Task brief: Output exactly the lines below, starting with the line that has "(at least one)." and going on through the line that has "pub fn cursor_line_col(&self)", both included, and no other lines.

Dataset entries:
----------------------------------------

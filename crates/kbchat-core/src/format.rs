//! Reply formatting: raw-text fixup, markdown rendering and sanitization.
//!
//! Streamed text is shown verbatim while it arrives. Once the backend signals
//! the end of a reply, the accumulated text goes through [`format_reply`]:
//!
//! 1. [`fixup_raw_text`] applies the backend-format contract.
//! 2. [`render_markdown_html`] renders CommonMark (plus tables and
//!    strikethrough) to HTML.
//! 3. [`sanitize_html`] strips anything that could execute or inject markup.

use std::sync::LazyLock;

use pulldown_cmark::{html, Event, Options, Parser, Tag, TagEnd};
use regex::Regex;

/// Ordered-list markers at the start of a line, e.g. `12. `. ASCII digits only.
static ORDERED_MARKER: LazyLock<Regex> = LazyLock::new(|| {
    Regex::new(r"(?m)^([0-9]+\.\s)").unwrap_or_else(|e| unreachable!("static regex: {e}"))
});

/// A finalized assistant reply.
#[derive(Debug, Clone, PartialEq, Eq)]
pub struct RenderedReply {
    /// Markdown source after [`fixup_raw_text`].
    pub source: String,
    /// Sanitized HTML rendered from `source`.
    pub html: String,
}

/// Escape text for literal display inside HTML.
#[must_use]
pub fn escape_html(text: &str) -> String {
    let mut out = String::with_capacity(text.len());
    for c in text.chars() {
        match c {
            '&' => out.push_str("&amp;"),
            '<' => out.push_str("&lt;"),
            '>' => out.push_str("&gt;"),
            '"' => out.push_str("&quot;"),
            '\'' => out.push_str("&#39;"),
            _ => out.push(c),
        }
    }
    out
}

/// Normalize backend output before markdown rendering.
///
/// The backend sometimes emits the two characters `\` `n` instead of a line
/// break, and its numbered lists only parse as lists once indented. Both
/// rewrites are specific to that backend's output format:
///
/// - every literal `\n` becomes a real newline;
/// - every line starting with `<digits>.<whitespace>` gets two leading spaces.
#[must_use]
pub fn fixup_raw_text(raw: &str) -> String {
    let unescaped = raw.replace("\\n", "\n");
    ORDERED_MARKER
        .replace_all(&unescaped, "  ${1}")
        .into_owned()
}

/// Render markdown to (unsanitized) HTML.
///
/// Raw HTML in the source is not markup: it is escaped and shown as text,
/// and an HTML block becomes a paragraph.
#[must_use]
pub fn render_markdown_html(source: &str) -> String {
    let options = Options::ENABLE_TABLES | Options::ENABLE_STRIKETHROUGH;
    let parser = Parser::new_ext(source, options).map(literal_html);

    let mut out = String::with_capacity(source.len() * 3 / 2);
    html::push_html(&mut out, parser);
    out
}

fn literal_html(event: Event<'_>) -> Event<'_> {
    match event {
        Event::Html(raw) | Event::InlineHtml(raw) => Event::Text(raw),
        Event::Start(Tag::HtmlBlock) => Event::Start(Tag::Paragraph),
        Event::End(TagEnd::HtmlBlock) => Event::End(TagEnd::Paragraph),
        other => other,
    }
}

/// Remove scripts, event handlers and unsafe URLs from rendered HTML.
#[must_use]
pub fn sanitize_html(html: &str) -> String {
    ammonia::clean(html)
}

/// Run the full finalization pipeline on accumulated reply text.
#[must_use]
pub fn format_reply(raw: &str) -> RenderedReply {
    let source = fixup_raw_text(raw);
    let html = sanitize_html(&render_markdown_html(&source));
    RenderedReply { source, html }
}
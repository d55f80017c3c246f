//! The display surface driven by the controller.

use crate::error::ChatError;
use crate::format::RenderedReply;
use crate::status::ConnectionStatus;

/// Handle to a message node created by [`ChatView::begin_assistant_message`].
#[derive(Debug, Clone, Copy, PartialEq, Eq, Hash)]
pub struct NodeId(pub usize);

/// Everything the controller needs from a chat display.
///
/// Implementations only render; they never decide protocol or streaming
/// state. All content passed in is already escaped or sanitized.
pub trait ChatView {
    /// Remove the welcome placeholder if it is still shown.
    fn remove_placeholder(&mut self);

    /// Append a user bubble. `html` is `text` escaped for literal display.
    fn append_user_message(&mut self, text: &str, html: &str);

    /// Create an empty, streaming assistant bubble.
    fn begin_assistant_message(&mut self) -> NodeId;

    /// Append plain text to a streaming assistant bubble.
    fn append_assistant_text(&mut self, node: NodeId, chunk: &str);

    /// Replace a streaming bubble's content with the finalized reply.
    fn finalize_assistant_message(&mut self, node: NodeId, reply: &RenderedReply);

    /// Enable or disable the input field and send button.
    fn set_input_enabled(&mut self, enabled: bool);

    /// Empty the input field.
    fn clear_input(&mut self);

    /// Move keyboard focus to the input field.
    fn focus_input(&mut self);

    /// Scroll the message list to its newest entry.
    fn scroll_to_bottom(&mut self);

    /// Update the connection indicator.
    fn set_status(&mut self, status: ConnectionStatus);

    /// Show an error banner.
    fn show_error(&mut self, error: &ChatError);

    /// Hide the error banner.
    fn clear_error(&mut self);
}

----------------------------------------

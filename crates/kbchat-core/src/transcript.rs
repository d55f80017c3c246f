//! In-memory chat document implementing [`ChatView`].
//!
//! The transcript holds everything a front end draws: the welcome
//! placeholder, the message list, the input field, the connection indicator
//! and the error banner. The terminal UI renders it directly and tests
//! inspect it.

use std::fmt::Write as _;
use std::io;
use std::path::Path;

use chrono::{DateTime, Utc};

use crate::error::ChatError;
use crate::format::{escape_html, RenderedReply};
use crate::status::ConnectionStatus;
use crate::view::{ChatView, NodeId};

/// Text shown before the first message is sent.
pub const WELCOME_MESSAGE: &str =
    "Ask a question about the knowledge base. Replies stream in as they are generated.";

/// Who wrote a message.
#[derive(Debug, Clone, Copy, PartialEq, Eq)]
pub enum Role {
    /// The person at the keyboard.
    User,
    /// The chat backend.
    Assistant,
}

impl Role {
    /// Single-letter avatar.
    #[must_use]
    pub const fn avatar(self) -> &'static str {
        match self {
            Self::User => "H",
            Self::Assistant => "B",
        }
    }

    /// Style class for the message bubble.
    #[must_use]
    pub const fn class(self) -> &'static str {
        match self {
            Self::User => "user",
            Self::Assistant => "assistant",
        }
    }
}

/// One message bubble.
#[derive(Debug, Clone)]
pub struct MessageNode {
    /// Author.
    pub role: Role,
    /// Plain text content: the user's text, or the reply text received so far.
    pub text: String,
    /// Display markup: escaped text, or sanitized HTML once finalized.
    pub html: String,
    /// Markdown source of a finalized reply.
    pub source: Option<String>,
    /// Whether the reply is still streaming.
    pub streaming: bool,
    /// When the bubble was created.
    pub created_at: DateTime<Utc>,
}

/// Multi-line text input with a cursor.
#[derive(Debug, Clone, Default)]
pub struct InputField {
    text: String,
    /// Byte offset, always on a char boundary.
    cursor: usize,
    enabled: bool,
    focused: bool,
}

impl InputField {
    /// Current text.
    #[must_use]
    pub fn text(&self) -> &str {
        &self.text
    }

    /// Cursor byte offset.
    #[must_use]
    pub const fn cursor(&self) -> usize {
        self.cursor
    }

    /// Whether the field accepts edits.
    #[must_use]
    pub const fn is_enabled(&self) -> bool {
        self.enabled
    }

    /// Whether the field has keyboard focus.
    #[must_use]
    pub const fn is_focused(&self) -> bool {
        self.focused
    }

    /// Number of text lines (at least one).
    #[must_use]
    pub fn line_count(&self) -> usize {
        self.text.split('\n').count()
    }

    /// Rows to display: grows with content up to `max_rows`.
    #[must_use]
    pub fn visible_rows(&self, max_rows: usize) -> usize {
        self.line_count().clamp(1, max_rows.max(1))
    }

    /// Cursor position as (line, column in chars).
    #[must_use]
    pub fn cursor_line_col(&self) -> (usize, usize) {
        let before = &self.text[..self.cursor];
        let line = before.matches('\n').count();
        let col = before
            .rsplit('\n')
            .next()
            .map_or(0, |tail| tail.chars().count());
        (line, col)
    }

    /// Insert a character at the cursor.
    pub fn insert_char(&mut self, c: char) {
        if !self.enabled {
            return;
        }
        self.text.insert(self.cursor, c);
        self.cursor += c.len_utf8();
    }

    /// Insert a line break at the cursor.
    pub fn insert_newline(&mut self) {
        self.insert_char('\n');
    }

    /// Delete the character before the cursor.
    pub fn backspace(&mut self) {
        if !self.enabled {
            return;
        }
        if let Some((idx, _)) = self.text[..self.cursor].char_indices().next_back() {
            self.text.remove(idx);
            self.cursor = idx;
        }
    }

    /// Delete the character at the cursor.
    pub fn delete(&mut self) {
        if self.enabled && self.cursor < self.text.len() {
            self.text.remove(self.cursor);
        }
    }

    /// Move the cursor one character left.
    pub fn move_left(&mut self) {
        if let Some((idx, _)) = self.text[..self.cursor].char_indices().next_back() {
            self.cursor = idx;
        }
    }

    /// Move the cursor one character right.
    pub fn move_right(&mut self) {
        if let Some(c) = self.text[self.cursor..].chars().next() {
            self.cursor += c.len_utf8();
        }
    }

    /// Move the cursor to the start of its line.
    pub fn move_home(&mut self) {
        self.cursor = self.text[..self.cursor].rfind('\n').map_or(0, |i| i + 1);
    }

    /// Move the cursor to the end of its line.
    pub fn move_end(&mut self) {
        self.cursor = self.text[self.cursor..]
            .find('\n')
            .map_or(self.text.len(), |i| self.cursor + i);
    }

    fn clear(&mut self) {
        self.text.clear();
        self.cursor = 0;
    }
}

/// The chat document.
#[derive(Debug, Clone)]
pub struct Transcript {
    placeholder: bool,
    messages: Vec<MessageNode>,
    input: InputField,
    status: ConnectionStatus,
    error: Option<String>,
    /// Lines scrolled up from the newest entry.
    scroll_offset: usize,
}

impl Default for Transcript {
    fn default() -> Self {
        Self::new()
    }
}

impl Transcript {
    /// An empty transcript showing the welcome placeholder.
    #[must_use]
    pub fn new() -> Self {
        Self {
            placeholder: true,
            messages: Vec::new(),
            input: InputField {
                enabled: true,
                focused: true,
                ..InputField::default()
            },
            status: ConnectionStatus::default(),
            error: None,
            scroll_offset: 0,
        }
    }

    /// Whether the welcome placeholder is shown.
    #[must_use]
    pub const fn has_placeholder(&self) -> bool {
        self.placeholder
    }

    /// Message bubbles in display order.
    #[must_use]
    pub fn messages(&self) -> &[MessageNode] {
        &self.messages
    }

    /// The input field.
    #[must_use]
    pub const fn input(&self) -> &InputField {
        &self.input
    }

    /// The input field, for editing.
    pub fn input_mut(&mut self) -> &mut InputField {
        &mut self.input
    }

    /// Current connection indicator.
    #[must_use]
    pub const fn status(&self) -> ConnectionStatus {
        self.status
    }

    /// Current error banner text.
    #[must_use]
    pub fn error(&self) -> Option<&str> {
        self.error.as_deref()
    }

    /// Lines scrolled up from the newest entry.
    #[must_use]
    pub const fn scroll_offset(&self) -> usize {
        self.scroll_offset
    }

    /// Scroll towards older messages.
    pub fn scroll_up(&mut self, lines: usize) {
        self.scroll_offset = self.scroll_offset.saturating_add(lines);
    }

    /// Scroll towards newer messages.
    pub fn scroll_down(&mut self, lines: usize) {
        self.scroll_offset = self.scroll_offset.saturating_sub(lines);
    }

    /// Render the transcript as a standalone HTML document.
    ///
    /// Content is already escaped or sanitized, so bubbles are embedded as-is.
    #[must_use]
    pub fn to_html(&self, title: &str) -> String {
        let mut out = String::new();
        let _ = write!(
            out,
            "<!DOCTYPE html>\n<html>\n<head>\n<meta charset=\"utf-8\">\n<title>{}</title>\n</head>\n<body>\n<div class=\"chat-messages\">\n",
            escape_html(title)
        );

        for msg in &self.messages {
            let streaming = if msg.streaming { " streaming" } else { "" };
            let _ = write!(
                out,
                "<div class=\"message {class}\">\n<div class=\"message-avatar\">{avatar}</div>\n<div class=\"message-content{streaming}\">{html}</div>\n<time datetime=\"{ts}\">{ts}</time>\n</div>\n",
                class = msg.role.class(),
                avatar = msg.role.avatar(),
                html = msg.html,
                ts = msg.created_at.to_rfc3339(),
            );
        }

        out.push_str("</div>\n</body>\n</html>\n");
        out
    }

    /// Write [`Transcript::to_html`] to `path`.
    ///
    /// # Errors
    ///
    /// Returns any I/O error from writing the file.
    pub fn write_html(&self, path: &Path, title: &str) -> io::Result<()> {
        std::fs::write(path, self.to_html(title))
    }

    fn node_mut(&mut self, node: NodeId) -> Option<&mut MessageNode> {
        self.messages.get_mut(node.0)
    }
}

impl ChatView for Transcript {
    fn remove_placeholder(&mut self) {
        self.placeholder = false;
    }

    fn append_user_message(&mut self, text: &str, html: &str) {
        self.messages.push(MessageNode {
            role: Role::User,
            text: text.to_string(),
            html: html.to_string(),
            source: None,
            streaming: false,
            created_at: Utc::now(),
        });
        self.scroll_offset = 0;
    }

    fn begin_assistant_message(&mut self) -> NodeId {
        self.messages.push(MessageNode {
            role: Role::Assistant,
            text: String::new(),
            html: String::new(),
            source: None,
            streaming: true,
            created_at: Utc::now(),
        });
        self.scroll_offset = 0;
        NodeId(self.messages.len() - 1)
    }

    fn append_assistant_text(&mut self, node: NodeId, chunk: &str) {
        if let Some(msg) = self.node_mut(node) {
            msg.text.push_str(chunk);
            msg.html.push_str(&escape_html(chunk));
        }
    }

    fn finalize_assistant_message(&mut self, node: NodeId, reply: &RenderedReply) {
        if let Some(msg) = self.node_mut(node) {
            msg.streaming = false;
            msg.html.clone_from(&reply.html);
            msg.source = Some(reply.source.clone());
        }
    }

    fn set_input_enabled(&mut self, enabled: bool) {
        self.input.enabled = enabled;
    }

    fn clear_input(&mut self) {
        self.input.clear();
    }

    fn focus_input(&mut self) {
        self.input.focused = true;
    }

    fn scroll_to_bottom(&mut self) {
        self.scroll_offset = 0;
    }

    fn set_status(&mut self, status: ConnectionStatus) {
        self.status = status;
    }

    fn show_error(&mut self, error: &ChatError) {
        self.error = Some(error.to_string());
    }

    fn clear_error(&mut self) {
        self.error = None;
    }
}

----------------------------------------

Finished exercise:
    /// Number of text lines (at least one).
    #[must_use]
    pub fn line_count(&self) -> usize {
        self.text.split('\n').count()
    }

    /// Rows to display: grows with content up to `max_rows`.
    #[must_use]
    pub fn visible_rows(&self, max_rows: usize) -> usize {
        self.line_count().clamp(1, max_rows.max(1))
    }

    /// Cursor position as (line, column in chars).
    #[must_use]
    pub fn cursor_line_col(&self) -> (usize, usize) {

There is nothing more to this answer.